2020/03/01

バランス

日曜の昼どきに買い物に行くことなんて思い出すこともできないぐらい久しぶりのことなのですが、スーパーはえらい混雑でありますね。
この一週間というもの、仕事と家事を片付けた後は炊事しかない、ということで、これまた久しぶりの自炊モードに入りました。
肉野菜炒め、豚バラ大根、おかゆになめ茸と梅干し、たまに餃子やカレーなど食べていれば幸せに暮らせると個人的には思っているのですが、この際、もう少し選択肢を増やす努力をしましょうかと、また例の大原千鶴先生の和食の本を取り出し、こだわりの出汁で茹で鷄とかぼちゃ煮、茄子煮でも作成しましょうとスーパーに買い物に出かけたわけです。

自室生活が増えると、急速になくなっていくのがお茶っ葉と紙類で、料理の材料と、いつもより種類多めのハーブティーの箱を入手してご満悦となりました。
さて少し前からトイレットペーパーが近所のどこにも見当たらないので、どうしたのかしらと思っていたけれど、金曜の夜にお話しした美容師さんとの雑談で事態を把握した次第です。情報の真贋を判断する基本的なスキルがあることが前提として、やっぱり雑談も大事だなと思います。
確かに紙は家族が多いご家庭にとっては切らしたら一大事でしょうから、必要な方からご入手いただいて、自分はまあ急がずとも、そのうちでいいか、と思いつつ、散歩のついでに近隣の店舗に次回入荷時期の聞き込みをはじめたところでした。
先ほどはじめて、店の棚にティッシュペーパーが存在しているのを発見しました。そう騒ぐほどでもないのかしらと思ったりします。

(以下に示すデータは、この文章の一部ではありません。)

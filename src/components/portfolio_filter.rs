//! Portfolio category filter.
//!
//! Triggers and cards are collected once at init; cards added later are
//! not filtered. Matching is a plain substring test on the card's
//! `data-category`, so a card tagged `"mobile, web"` matches both filters
//! (and `"webapp"` also matches `"web"`).

#[cfg(test)]
#[path = "portfolio_filter_test.rs"]
mod portfolio_filter_test;

use crate::config::UiConfig;
use crate::dom::{Document, EventKind, UiEvent};

/// Filter value that shows every card.
pub const SHOW_ALL: &str = "all";

#[derive(Clone, Debug)]
pub struct PortfolioFilter<N> {
    hidden_class: String,
    triggers: Vec<N>,
    cards: Vec<N>,
}

impl<N: Clone> PortfolioFilter<N> {
    pub fn init<D: Document<Node = N>>(doc: &D, config: &UiConfig) -> Self {
        let triggers = doc.query_all(&config.elements.filter_trigger);
        let cards = doc.query_all(&config.elements.portfolio_card);
        for (index, trigger) in triggers.iter().enumerate() {
            doc.listen(trigger, EventKind::Click, UiEvent::Filter(index));
        }
        Self { hidden_class: config.classes.hidden.clone(), triggers, cards }
    }

    /// Handle a click on the `index`th trigger.
    pub fn pick<D: Document<Node = N>>(&self, doc: &D, index: usize) {
        let Some(trigger) = self.triggers.get(index) else {
            return;
        };
        match doc.data(trigger, "filter") {
            Some(category) => self.apply(doc, &category),
            None => log::debug!("filter: trigger {index} has no data-filter"),
        }
    }

    /// Hide every card whose category does not contain `filter`.
    pub fn apply<D: Document<Node = N>>(&self, doc: &D, filter: &str) {
        for card in &self.cards {
            let category = doc.data(card, "category").unwrap_or_default();
            doc.set_class(card, &self.hidden_class, !card_matches(&category, filter));
        }
    }
}

pub fn card_matches(category: &str, filter: &str) -> bool {
    filter == SHOW_ALL || category.contains(filter)
}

非常時だから考えること、というのも当然ありますが、よく考えてみなくても、毎日非常時になる可能性はあるわけです。
当たり前のことですが、毎日これが自分の人生最後の日、もしくはダンスができる最後の日、とかになる可能性はあるわけです。
逆に、こういう時だからこそバランスをとって、笑って過ごそうという考え方ももちろんあるわけで、自分の師事もしくは私淑している先生方は、そういう意味でまことにバランスのとれた方達で、しあわせだなあと思う次第です。


以前に一度、怪談ドラマのナレーションを聞いて、めちゃくちゃ良い声だなとお名前だけ記憶していましたが、年初あたりから先生が心底心酔なさっているご様子なので、講談ねぇ、と思いつつ重い腰を上げて、数日前に神田伯山先生の義士伝のお話をYoutubeではじめて聞いてみました。
まくらが素晴らしい。赤穂義士伝のテーマというのは別れであって、心の中だけで愛するものにさりげなく別れを告げていく物語です、という言葉にすでにうるうるとなりました。
あとで思ったことですが、結局、生きていくというのは、毎日誰かに別れの挨拶しているようなものでありますね。
今日が最後のお別れで、また会えたら、それは僥倖。

さて、では茹で鷄作りにかかりますか(最後の晩餐になるやもしれず)。